* EXERCISE DIRECTIONS
Sift the material for lines containing "every", and return them.

* SUPPLIED MATERIAL
*****
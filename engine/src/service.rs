//! Turn entry point: lock → load → pipeline → learn → save → audit.

use anyhow::Context;
use shared_types::{
    DecisionRecord, PreviousTurn, SafetyVerdict, SelectionPath, SessionRecord, Tactic,
    TurnRequest, TurnResponse,
};
use std::sync::Arc;
use std::time::Duration;

use crate::collaborators::{
    Collaborators, JsonlAuditSink, OpenAiCompatClient, SharedAuditSink, TracingAuditSink,
};
use crate::config::{EngineConfig, SessionBackendKind};
use crate::error::EngineError;
use crate::payoff::PayoffModel;
use crate::pipeline::{degraded_reply, Orchestrator, PipelineSettings, TurnOutcome};
use crate::policy::{JsonLearningRepository, SharedTacticPolicy, StateKey, TacticPolicy};
use crate::session::{
    normalize_session_id, JsonFileSessionBackend, SessionStore, SessionStoreLimits,
    SharedSessionBackend, SharedSessionStore, SqliteSessionBackend,
};

/// Reward per newly confirmed identifier.
pub const INTEL_REWARD: f64 = 10.0;
/// Reward for keeping the counterpart engaged one more turn.
pub const ENGAGEMENT_REWARD: f64 = 0.5;
pub const DEFENSIVE_PENALTY: f64 = 2.0;
/// Incoming history longer than this is cut when seeding a new session.
const SEED_HISTORY_LIMIT: usize = 80;

/// Delayed reward for the action taken at `previous`, observed now.
///
/// `current` is the tactic this turn ended up with; being forced into a
/// defensive override costs the previous action.
pub fn turn_reward(previous: &PreviousTurn, confirmed_now: usize, current: Tactic) -> f64 {
    let new_intel = confirmed_now.saturating_sub(previous.intel_count) as f64;
    let penalty = if current.is_defensive_override() {
        DEFENSIVE_PENALTY
    } else {
        0.0
    };
    INTEL_REWARD * new_intel + ENGAGEMENT_REWARD - penalty
}

/// Q-update target: the turn reward plus its economic share.
pub fn q_reward(reward: f64) -> f64 {
    reward + reward / 350.0 * 10.0
}

pub struct DecoyEngine {
    store: SharedSessionStore,
    orchestrator: Orchestrator,
    audit: SharedAuditSink,
    lock_timeout: Duration,
}

pub type SharedDecoyEngine = Arc<DecoyEngine>;

impl DecoyEngine {
    pub fn new(
        store: SharedSessionStore,
        orchestrator: Orchestrator,
        audit: SharedAuditSink,
        lock_timeout: Duration,
    ) -> Self {
        Self {
            store,
            orchestrator,
            audit,
            lock_timeout,
        }
    }

    /// Wire every component from `config`.
    pub async fn bootstrap(config: &EngineConfig) -> anyhow::Result<Self> {
        let backend: SharedSessionBackend = match config.session_backend {
            SessionBackendKind::Json => Arc::new(
                JsonFileSessionBackend::open(config.sessions_dir())
                    .await
                    .context("Failed to open session directory")?,
            ),
            SessionBackendKind::Sqlite => Arc::new(
                SqliteSessionBackend::connect(&config.database_url)
                    .await
                    .context("Failed to open session database")?,
            ),
        };
        let store = SessionStore::start(
            backend,
            SessionStoreLimits {
                cache_capacity: config.session_cache_capacity,
                lock_capacity: config.lock_table_capacity,
                persist_interval: config.persist_interval,
            },
        )
        .await
        .context("Failed to start session store")?;

        let repository = JsonLearningRepository::open(config.learning_dir())
            .await
            .context("Failed to open learning directory")?;
        let policy = Arc::new(TacticPolicy::load(Arc::new(repository)).await);

        let collaborators = match &config.llm {
            Some(llm) => {
                tracing::info!(
                    model = %llm.model,
                    api_base = %llm.api_base,
                    "Using remote model collaborators"
                );
                let client = OpenAiCompatClient::new(llm.clone(), config.collaborator_timeout)
                    .context("Failed to build model client")?;
                Collaborators::with_model(Arc::new(client))
            }
            None => {
                tracing::info!("No LLM_API_KEY set; using local collaborators");
                Collaborators::local()
            }
        };

        let audit: SharedAuditSink = match &config.audit_log {
            Some(path) => Arc::new(
                JsonlAuditSink::open(path.clone())
                    .await
                    .context("Failed to open audit log")?,
            ),
            None => Arc::new(TracingAuditSink),
        };

        let orchestrator = Orchestrator::new(
            collaborators,
            policy,
            PayoffModel::new(config.solver_timeout),
            PipelineSettings::from_config(config),
        );
        Ok(Self::new(
            Arc::new(store),
            orchestrator,
            audit,
            config.lock_timeout,
        ))
    }

    pub fn store(&self) -> &SharedSessionStore {
        &self.store
    }

    pub fn policy(&self) -> &SharedTacticPolicy {
        self.orchestrator.policy()
    }

    /// Current record for `session_id`, from cache or durable storage.
    pub async fn session(&self, session_id: &str) -> Result<Option<SessionRecord>, EngineError> {
        let session_id = normalize_session_id(session_id);
        if let Some(record) = self.store.peek(&session_id) {
            return Ok(Some(record));
        }
        self.store.backend().get(&session_id).await
    }

    pub async fn handle_turn(&self, request: TurnRequest) -> TurnResponse {
        let session_id = normalize_session_id(&request.session_id);

        let guard = match self.store.acquire(&session_id, self.lock_timeout).await {
            Ok(guard) => guard,
            Err(e) => {
                tracing::warn!(
                    session_id = %session_id,
                    error = %e,
                    "Session busy; degraded reply"
                );
                return self.contention_response(session_id, &e);
            }
        };

        let mut record = self.store.load(&session_id).await;
        if record.turn_count == 0 && record.history.is_empty() {
            let skip = request
                .conversation_history
                .len()
                .saturating_sub(SEED_HISTORY_LIMIT);
            record.history = request.conversation_history[skip..].to_vec();
        }

        let previous = record.previous_turn.clone();
        let mut outcome = self.orchestrator.run(record, &request.message).await;
        self.learn(previous.as_ref(), &mut outcome).await;
        self.store.save(outcome.record.clone());
        drop(guard);

        for audit in &outcome.audits {
            if let Err(e) = self.audit.emit(audit).await {
                tracing::warn!(
                    session_id = %session_id,
                    actor = %audit.actor,
                    error = %e,
                    "Audit emit failed"
                );
            }
        }

        tracing::info!(
            session_id = %session_id,
            turn = outcome.decision.turn,
            tactic = %outcome.decision.tactic,
            path = %outcome.decision.selection_path,
            degraded = outcome.degraded,
            "Turn complete"
        );
        build_response(session_id, outcome)
    }

    /// Reward the previous decision and remember this one. Reflex and
    /// fallback turns leave the learning trail untouched.
    async fn learn(&self, previous: Option<&PreviousTurn>, outcome: &mut TurnOutcome) {
        if matches!(
            outcome.decision.selection_path,
            SelectionPath::Reflex | SelectionPath::PipelineFallback
        ) {
            return;
        }

        let policy = self.orchestrator.policy();
        let current_key = StateKey::from(outcome.decision.state_key.as_str());
        let confirmed_now = outcome.record.confirmed_intel_count();

        if let Some(previous) = previous.filter(|p| p.action.is_learnable()) {
            let reward = turn_reward(previous, confirmed_now, outcome.decision.tactic);
            let previous_key = StateKey::from(previous.state_key.as_str());
            policy.update_q(&previous_key, previous.action, q_reward(reward), &current_key);
            if let Err(e) = policy
                .record_feedback(&previous_key, previous.action, reward)
                .await
            {
                tracing::error!(
                    session_id = %outcome.record.session_id,
                    state_key = %previous_key,
                    error = %e,
                    "Bandit feedback not persisted"
                );
                outcome.decision.faults.push(e.fault_tag());
            }
            outcome.decision.reward = Some(reward);
        }

        outcome.record.previous_turn = Some(PreviousTurn {
            turn: outcome.decision.turn,
            scam_score: outcome.record.scam_score,
            action: outcome.decision.tactic,
            state_key: outcome.decision.state_key.clone(),
            intel_count: confirmed_now,
        });
    }

    fn contention_response(&self, session_id: String, error: &EngineError) -> TurnResponse {
        let cached = self.store.peek(&session_id);
        let turn = cached.as_ref().map(|r| r.turn_count).unwrap_or(0);
        let reply = degraded_reply(turn as usize).to_string();
        let decision = DecisionRecord {
            decision_id: ulid::Ulid::new().to_string(),
            turn,
            state_key: String::new(),
            tactic: Tactic::SafeFallback,
            selection_path: SelectionPath::LockContention,
            confidence: 0.0,
            reasoning: "session busy".to_string(),
            payoff: None,
            safety: SafetyVerdict::Approved,
            predicted_move: None,
            reward: None,
            faults: vec![error.fault_tag()],
        };
        let record = cached.unwrap_or_else(|| SessionRecord::new(&session_id, chrono::Utc::now()));
        TurnResponse {
            status: "success".to_string(),
            session_id,
            typing_delay_ms: crate::pipeline::heuristics::typing_delay_ms(
                &reply,
                &mut rand::rng(),
            ),
            reply,
            tactic: Tactic::SafeFallback,
            degraded: true,
            scam_score: record.scam_score,
            scam_type: record.scam_type,
            patience_meter: record.patience_meter,
            extracted_intelligence: record.extracted_data,
            decision,
        }
    }

    /// Persist every pending session and checkpoint the learning tables.
    pub async fn shutdown(&self) {
        match self.store.flush().await {
            Ok(written) => tracing::info!(written, "Sessions flushed"),
            Err(e) => tracing::error!(error = %e, "Session flush failed"),
        }
        if let Err(e) = self.policy().checkpoint().await {
            tracing::error!(error = %e, "Final learning checkpoint failed");
        }
    }
}

fn build_response(session_id: String, outcome: TurnOutcome) -> TurnResponse {
    let record = outcome.record;
    TurnResponse {
        status: "success".to_string(),
        session_id,
        reply: outcome.reply,
        tactic: outcome.decision.tactic,
        degraded: outcome.degraded,
        typing_delay_ms: outcome.typing_delay_ms,
        scam_score: record.scam_score,
        scam_type: record.scam_type,
        patience_meter: record.patience_meter,
        extracted_intelligence: record.extracted_data,
        decision: outcome.decision,
    }
}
*****
* RESPONSE TO THE EXERCISE
    /// Wire every component from `config`.
    /// Persist every pending session and checkpoint the learning tables.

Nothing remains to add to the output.